Si pensi, in primo luogo, al datore di lavoro, che è titolare di una posizione giuridica di garanzia a tutela dei soggetti a lui subordinati, e (alla sua fiducia nel) all’adempimento dei propri doveri di diligenza da parte dei lavoratori, i quali risultano di per sé destinatari di specifici obblighi, secondo quanto disposto dall’art. 20 d.lgs. n. 81/2008. Il datore di lavoro ha il dovere di attuare le misure di sicurezza previste nel T.U.S.L., di informare i lavoratori sui rischi specifici derivanti dallo svolgimento delle proprie mansioni, di esigere il rispetto delle disposizioni impartite, di vigilare sul comportamento dei lavoratori e di formarli, informarli e addestrarli alle proprie mansioni. Qualora il datore di lavoro abbia correttamente adempiuto tali obblighi, in particolare quello di vigilanza, eventualmente individuando soggetti idonei al controllo dei lavoratori (non potendo, naturalmente, chiedersi un suo controllo personale e continuo), potrà, nonostante la titolarità di una posizione di garanzia, far affidamento sul corretto svolgimento dei propri compiti da parte dei lavoratori e dei soggetti preposti al loro controllo, a meno che non si palesino elementi in senso opposto, e potrà non essere rimproverabile a titolo di colpa. Questo, da un punto di vista teorico: nella prassi, infatti, la posizione di garanzia facente capo al datore di lavoro è ritenuta particolarmente stringente e solo in caso di comportamenti anomali ed eccezionali dei lavoratori la giurisprudenza gli ha riconosciuto un’esenzione da responsabilità.

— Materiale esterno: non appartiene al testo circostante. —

//! Notefs Server Binary
//!
//! `init` seeds a fresh store (empty root, default branch, first user);
//! `serve` runs the HTTP server over it.

use clap::{Parser, Subcommand};
use notefs::branch::BranchRegistry;
use notefs::config::Config;
use notefs::fs::Notefs;
use notefs::server::{self, AppState};
use notefs::users::{UserProfile, Users};
use std::path::PathBuf;
use std::process;
use std::sync::Arc;

#[derive(Parser)]
#[command(name = "notefsd", about = "Persistent copy-on-write file store server")]
struct Cli {
    /// Path to a configuration file (defaults to ./notefs.toml if present)
    #[arg(long)]
    config: Option<PathBuf>,

    #[command(subcommand)]
    command: Command,
}

#[derive(Subcommand)]
enum Command {
    /// Create the store with an empty root, a default branch and an
    /// initial user subscribed to it
    Init {
        #[arg(long, default_value = "main")]
        branch: String,
        #[arg(long)]
        user: String,
        #[arg(long)]
        password: String,
    },
    /// Run the HTTP server
    Serve {
        /// Listen address, overriding the configured one
        #[arg(long)]
        listen: Option<String>,
    },
}

#[tokio::main]
async fn main() {
    let cli = Cli::parse();
    if let Err(e) = run(cli).await {
        eprintln!("Error: {e:#}");
        process::exit(1);
    }
}

async fn run(cli: Cli) -> anyhow::Result<()> {
    let config = Config::load(cli.config.as_deref())?;
    notefs::logging::init(&config.logging)?;

    std::fs::create_dir_all(&config.storage.path)?;
    let db = sled::open(&config.storage.path)?;
    let fs = Notefs::open(&db)?;
    let branches = BranchRegistry::open(&db)?;
    let users = Users::open(&db)?;

    match cli.command {
        Command::Init {
            branch,
            user,
            password,
        } => {
            let now = chrono::Utc::now().timestamp_millis();
            let root = fs.create_root(now)?;
            branches.create(1, &branch, root)?;
            users.create(&UserProfile {
                id: 1,
                name: user.clone(),
                password,
            })?;
            users.subscribe(1, 1)?;
            println!(
                "initialized store at {} (branch {branch} -> root {root}, user {user})",
                config.storage.path.display()
            );
        }
        Command::Serve { listen } => {
            let listen = listen.unwrap_or(config.server.listen);
            let state = AppState {
                fs: Arc::new(fs),
                branches: Arc::new(branches),
                users: Arc::new(users),
            };
            server::serve(state, &listen).await?;
        }
    }
    Ok(())
}
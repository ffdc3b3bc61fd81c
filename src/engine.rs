//! Path engine
//!
//! Recursive path resolution and copy-on-write rebuild of ancestor
//! chains. Every mutation materializes a new version of each directory
//! from the edited node up to the root while sibling entries migrate into
//! the new versions by id (structural sharing). Path segments are
//! consumed front-to-back and never re-walked.
//!
//! Timestamp rule: every rewritten node gets `created_at = t`; the
//! directory whose own shape changed (entry added or removed) also gets
//! `modified_at = t`; ancestors rewritten only because a descendant
//! changed keep their previous `modified_at`.

use crate::error::FsError;
use crate::kernel::TreeKernel;
use crate::store::NodeStore;
use crate::types::{DirectoryItem, FileId, NewFileContent, Timestamp};

pub struct PathEngine<'a, S: NodeStore> {
    store: &'a S,
    kernel: TreeKernel<'a, S>,
}

impl<'a, S: NodeStore> PathEngine<'a, S> {
    pub fn new(store: &'a S) -> Self {
        Self {
            store,
            kernel: TreeKernel::new(store),
        }
    }

    /// Walk `path` down from `root_id`. The empty path denotes the root
    /// itself.
    pub fn resolve_id(&self, root_id: FileId, path: &[&str]) -> Result<FileId, FsError> {
        match path {
            [] => Ok(root_id),
            [name, rest @ ..] => {
                let child = self.store.find_child(root_id, name)?;
                self.resolve_id(child.id, rest)
            }
        }
    }

    /// Link an already-materialized node under `dir_path`/`name`, rebuilding
    /// the ancestor chain. Returns the new root id.
    pub fn create_from_id(
        &self,
        root_id: FileId,
        dir_path: &[&str],
        name: &str,
        new_id: FileId,
        t: Timestamp,
    ) -> Result<FileId, FsError> {
        let items = self.store.directory_items(root_id)?;
        match dir_path {
            [] => {
                if items.iter().any(|item| item.name == name) {
                    return Err(FsError::AlreadyExists(name.to_string()));
                }
                let mut new_items = items;
                new_items.push(DirectoryItem {
                    id: new_id,
                    name: name.to_string(),
                    created_at: t,
                });
                // this directory's own shape changed
                self.kernel.make_directory(t, t, &new_items, Some(root_id))
            }
            [next, rest @ ..] => {
                let modified_at = self.store.metadata(root_id)?.modified_at;
                let pos = position(&items, next)?;
                let new_child_id =
                    self.create_from_id(items[pos].id, rest, name, new_id, t)?;
                let mut new_items = items;
                new_items[pos].id = new_child_id;
                // descendant-only change: keep this directory's modified_at
                self.kernel
                    .make_directory(t, modified_at, &new_items, Some(root_id))
            }
        }
    }

    /// Materialize a new leaf (regular file or directory) and link it
    /// under `dir_path`/`name`. Returns the new root id.
    pub fn create_file(
        &self,
        root_id: FileId,
        dir_path: &[&str],
        name: &str,
        content: &NewFileContent,
        t: Timestamp,
    ) -> Result<FileId, FsError> {
        let leaf_id = match content {
            NewFileContent::Regular(bytes) => self.kernel.make_regular_file(t, t, bytes, None)?,
            NewFileContent::Directory(items) => self.kernel.make_directory(t, t, items, None)?,
        };
        self.create_from_id(root_id, dir_path, name, leaf_id, t)
    }

    /// Remove the node at `path`, rebuilding the ancestor chain. Returns
    /// the new root id, or `None` for the empty path: there is nothing
    /// above the root to remove, a defined terminal case, not an error.
    pub fn delete_file(
        &self,
        root_id: FileId,
        path: &[&str],
        t: Timestamp,
    ) -> Result<Option<FileId>, FsError> {
        match path {
            [] => Ok(None),
            [name, rest @ ..] => {
                let modified_at = self.store.metadata(root_id)?.modified_at;
                let items = self.store.directory_items(root_id)?;
                let pos = position(&items, name)?;
                match self.delete_file(items[pos].id, rest, t)? {
                    Some(new_child_id) => {
                        let mut new_items = items;
                        new_items[pos].id = new_child_id;
                        let new_parent = self.kernel.make_directory(
                            t,
                            modified_at,
                            &new_items,
                            Some(root_id),
                        )?;
                        Ok(Some(new_parent))
                    }
                    None => {
                        // the child itself is excised at this level
                        let mut new_items = items;
                        new_items.remove(pos);
                        let new_parent =
                            self.kernel.make_directory(t, t, &new_items, Some(root_id))?;
                        Ok(Some(new_parent))
                    }
                }
            }
        }
    }

    /// Replace the regular-file content at `path` with a new version
    /// derived from the current leaf, rebuilding the ancestor chain.
    /// Returns the new root id.
    pub fn update_file(
        &self,
        root_id: FileId,
        path: &[&str],
        content: &[u8],
        t: Timestamp,
    ) -> Result<FileId, FsError> {
        match path {
            [] => self.kernel.make_regular_file(t, t, content, Some(root_id)),
            [name, rest @ ..] => {
                let modified_at = self.store.metadata(root_id)?.modified_at;
                let items = self.store.directory_items(root_id)?;
                let pos = position(&items, name)?;
                let new_child_id = self.update_file(items[pos].id, rest, content, t)?;
                let mut new_items = items;
                new_items[pos].id = new_child_id;
                self.kernel
                    .make_directory(t, modified_at, &new_items, Some(root_id))
            }
        }
    }

    /// Materialize a brand-new empty directory usable as a snapshot root.
    pub fn make_empty_root(&self, t: Timestamp) -> Result<FileId, FsError> {
        self.kernel.make_directory(t, t, &[], None)
    }
}

fn position(items: &[DirectoryItem], name: &str) -> Result<usize, FsError> {
    items
        .iter()
        .position(|item| item.name == name)
        .ok_or(FsError::NotFound)
}
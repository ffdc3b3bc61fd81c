//! Notefs: Persistent Copy-on-Write File Store
//!
//! A versioned, tree-structured file store: every mutation materializes a
//! new immutable snapshot of the path from the edited node to the root,
//! while untouched subtrees are shared by id. Branches track the latest
//! snapshot and advance through an optimistic compare-and-swap.

pub mod branch;
pub mod config;
pub mod engine;
pub mod error;
pub mod fs;
pub mod kernel;
pub mod logging;
pub mod server;
pub mod store;
pub mod types;
pub mod users;
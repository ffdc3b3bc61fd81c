//! HTTP boundary
//!
//! Thin rim over the engine: routing, header parsing, Basic
//! authentication and the mapping from typed engine errors to status
//! codes. Writes carry `branch-id`, `root-file-id` and `time` headers,
//! run the branch compare-and-swap before mutating, and return the new
//! root id in a `root-file-id` response header after advancing the
//! branch.

use crate::branch::BranchRegistry;
use crate::error::FsError;
use crate::fs::Notefs;
use crate::types::{BranchId, FileId, FileView, Timestamp, UserId};
use crate::users::Users;
use axum::body::Bytes;
use axum::extract::{Path, Request, State};
use axum::http::{header, HeaderMap, StatusCode};
use axum::middleware::{self, Next};
use axum::response::{IntoResponse, Json, Response};
use axum::routing::get;
use axum::{Extension, Router};
use base64::engine::general_purpose::STANDARD as BASE64;
use base64::Engine as _;
use std::str::FromStr;
use std::sync::Arc;
use tower_http::cors::CorsLayer;
use tracing::{error, info};

pub const ROOT_FILE_ID_HEADER: &str = "root-file-id";
pub const BRANCH_ID_HEADER: &str = "branch-id";
pub const TIME_HEADER: &str = "time";
pub const MARKDOWN_CONTENT_TYPE: &str = "text/markdown";

#[derive(Clone)]
pub struct AppState {
    pub fs: Arc<Notefs>,
    pub branches: Arc<BranchRegistry>,
    pub users: Arc<Users>,
}

/// The authenticated user, attached by the auth middleware.
#[derive(Debug, Clone, Copy)]
pub struct AuthUser(pub UserId);

pub fn router(state: AppState) -> Router {
    Router::new()
        .route("/subscriptions", get(list_subscriptions))
        .route("/files", get(read_root))
        .route(
            "/files/*path",
            get(read_file)
                .patch(create_file)
                .put(update_file)
                .delete(delete_file),
        )
        .layer(middleware::from_fn_with_state(
            state.clone(),
            require_auth,
        ))
        .layer(CorsLayer::permissive())
        .with_state(state)
}

pub async fn serve(state: AppState, listen: &str) -> Result<(), FsError> {
    let listener = tokio::net::TcpListener::bind(listen).await?;
    info!(%listen, "notefs listening");
    axum::serve(listener, router(state)).await?;
    Ok(())
}

/// Boundary error: a status code plus a short plain-text message.
/// Internal failures are logged and served as an opaque 500.
pub struct ApiError {
    status: StatusCode,
    message: String,
}

impl ApiError {
    fn bad_request(message: impl Into<String>) -> Self {
        Self {
            status: StatusCode::BAD_REQUEST,
            message: message.into(),
        }
    }

    fn not_acceptable(message: impl Into<String>) -> Self {
        Self {
            status: StatusCode::NOT_ACCEPTABLE,
            message: message.into(),
        }
    }
}

impl From<FsError> for ApiError {
    fn from(err: FsError) -> Self {
        let status = match &err {
            FsError::NotFound => StatusCode::NOT_FOUND,
            FsError::AlreadyExists(_)
            | FsError::ConcurrencyConflict
            | FsError::LineageMismatch { .. } => StatusCode::CONFLICT,
            FsError::TypeMismatch { .. } | FsError::Validation(_) => StatusCode::BAD_REQUEST,
            _ => {
                error!(error = %err, "internal error");
                StatusCode::INTERNAL_SERVER_ERROR
            }
        };
        let message = if status == StatusCode::INTERNAL_SERVER_ERROR {
            "internal error".to_string()
        } else {
            err.to_string()
        };
        Self { status, message }
    }
}

impl IntoResponse for ApiError {
    fn into_response(self) -> Response {
        (self.status, self.message).into_response()
    }
}

async fn require_auth(State(state): State<AppState>, mut request: Request, next: Next) -> Response {
    let user = match authenticate(&state, request.headers()) {
        Ok(user) => user,
        Err(response) => return response,
    };
    request.extensions_mut().insert(AuthUser(user));
    next.run(request).await
}

fn authenticate(state: &AppState, headers: &HeaderMap) -> Result<UserId, Response> {
    let credentials = headers
        .get(header::AUTHORIZATION)
        .and_then(|value| value.to_str().ok())
        .and_then(|value| value.strip_prefix("Basic "))
        .and_then(|encoded| BASE64.decode(encoded).ok())
        .and_then(|decoded| String::from_utf8(decoded).ok());
    let Some(credentials) = credentials else {
        return Err(unauthorized());
    };
    let Some((name, password)) = credentials.split_once(':') else {
        return Err(unauthorized());
    };
    match state.users.authenticate(name, password) {
        Ok(Some(user)) => Ok(user),
        Ok(None) => Err(unauthorized()),
        Err(err) => Err(ApiError::from(err).into_response()),
    }
}

fn unauthorized() -> Response {
    (
        StatusCode::UNAUTHORIZED,
        [(header::WWW_AUTHENTICATE, "Basic realm=\"notefs\"")],
        "authentication required",
    )
        .into_response()
}

/// Headers common to every write: the branch being advanced, the root the
/// caller is working from, and the caller-supplied edit time.
struct WriteContext {
    branch: BranchId,
    root: FileId,
    time: Timestamp,
}

fn write_context(headers: &HeaderMap) -> Result<WriteContext, ApiError> {
    Ok(WriteContext {
        branch: required_header(headers, BRANCH_ID_HEADER)?,
        root: required_header(headers, ROOT_FILE_ID_HEADER)?,
        time: required_header(headers, TIME_HEADER)?,
    })
}

fn required_header<T: FromStr>(headers: &HeaderMap, name: &str) -> Result<T, ApiError> {
    headers
        .get(name)
        .and_then(|value| value.to_str().ok())
        .and_then(|value| value.parse().ok())
        .ok_or_else(|| ApiError::bad_request(format!("missing or malformed {name} header")))
}

fn is_markdown(headers: &HeaderMap) -> bool {
    headers
        .get(header::CONTENT_TYPE)
        .and_then(|value| value.to_str().ok())
        .map(|value| value.starts_with(MARKDOWN_CONTENT_TYPE))
        .unwrap_or(false)
}

fn split_path(path: &str) -> Vec<&str> {
    path.split('/').filter(|s| !s.is_empty()).collect()
}

fn view_response(view: FileView) -> Response {
    match view {
        FileView::Regular(bytes) => {
            ([(header::CONTENT_TYPE, MARKDOWN_CONTENT_TYPE)], bytes).into_response()
        }
        FileView::Directory(entries) => Json(entries).into_response(),
    }
}

async fn read_root(
    State(state): State<AppState>,
    headers: HeaderMap,
) -> Result<Response, ApiError> {
    let root: FileId = required_header(&headers, ROOT_FILE_ID_HEADER)?;
    Ok(view_response(state.fs.file_view(root, &[])?))
}

async fn read_file(
    State(state): State<AppState>,
    Path(path): Path<String>,
    headers: HeaderMap,
) -> Result<Response, ApiError> {
    let root: FileId = required_header(&headers, ROOT_FILE_ID_HEADER)?;
    let segments = split_path(&path);
    Ok(view_response(state.fs.file_view(root, &segments)?))
}

async fn create_file(
    State(state): State<AppState>,
    Path(path): Path<String>,
    headers: HeaderMap,
    body: Bytes,
) -> Result<Response, ApiError> {
    let ctx = write_context(&headers)?;
    state.branches.require_current(ctx.branch, ctx.root)?;

    let segments = split_path(&path);
    let Some((name, dir_path)) = segments.split_last() else {
        return Err(ApiError::bad_request("empty path"));
    };
    let new_root = if is_markdown(&headers) {
        state
            .fs
            .create_regular_file(ctx.root, dir_path, name, &body, ctx.time)?
    } else {
        state
            .fs
            .create_directory(ctx.root, dir_path, name, ctx.time)?
    };
    state.branches.advance(ctx.branch, ctx.root, new_root)?;
    Ok(new_root_response(new_root))
}

async fn update_file(
    State(state): State<AppState>,
    Path(path): Path<String>,
    headers: HeaderMap,
    body: Bytes,
) -> Result<Response, ApiError> {
    let ctx = write_context(&headers)?;
    if !is_markdown(&headers) {
        return Err(ApiError::not_acceptable("updates require text/markdown"));
    }
    state.branches.require_current(ctx.branch, ctx.root)?;

    let segments = split_path(&path);
    let new_root = state.fs.update_file(ctx.root, &segments, &body, ctx.time)?;
    state.branches.advance(ctx.branch, ctx.root, new_root)?;
    Ok(new_root_response(new_root))
}

async fn delete_file(
    State(state): State<AppState>,
    Path(path): Path<String>,
    headers: HeaderMap,
) -> Result<Response, ApiError> {
    let ctx = write_context(&headers)?;
    state.branches.require_current(ctx.branch, ctx.root)?;

    let segments = split_path(&path);
    let Some(new_root) = state.fs.delete_file(ctx.root, &segments, ctx.time)? else {
        return Err(ApiError::bad_request("nothing above the root to remove"));
    };
    state.branches.advance(ctx.branch, ctx.root, new_root)?;
    Ok(new_root_response(new_root))
}

fn new_root_response(new_root: FileId) -> Response {
    (
        StatusCode::OK,
        [(ROOT_FILE_ID_HEADER, new_root.to_string())],
    )
        .into_response()
}

async fn list_subscriptions(
    State(state): State<AppState>,
    Extension(AuthUser(user)): Extension<AuthUser>,
) -> Result<Response, ApiError> {
    let views = state.users.subscriptions_view(user, &state.branches)?;
    Ok(Json(views).into_response())
}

Un’altra situazione in cui sarebbe possibile garantire l’operatività del principio di affidamento, nonostante la titolarità di una posizione di garanzia da parte del soggetto, riguarda l’attività medico-chirurgica e, in particolare, la figura del capo-
équipe.
Il capo dell’équipe, di solito un primario ospedaliero, oltre a selezionare in modo oculato i propri collaboratori (rischiando altrimenti un rimprovero a titolo di
culpa in eligendo) deve premurarsi di informarli ed istruirli adeguatamente circa
le condotte da tenere, stabilendo le direttive opportune e vigilando di massima circa il loro adempimento da parte dei sottoposti. Se avrà adempiuto correttamente questi suoi doveri, fermo restando che egli abbia correttamente assolto anche gli atti che rientrano nei suoi compiti specifici, potranno delinearsi i presupposti per un suo legittimo affidamento sul corretto svolgimento delle mansioni assegnate, fintanto che non emergano segnali che portino a dubitarne.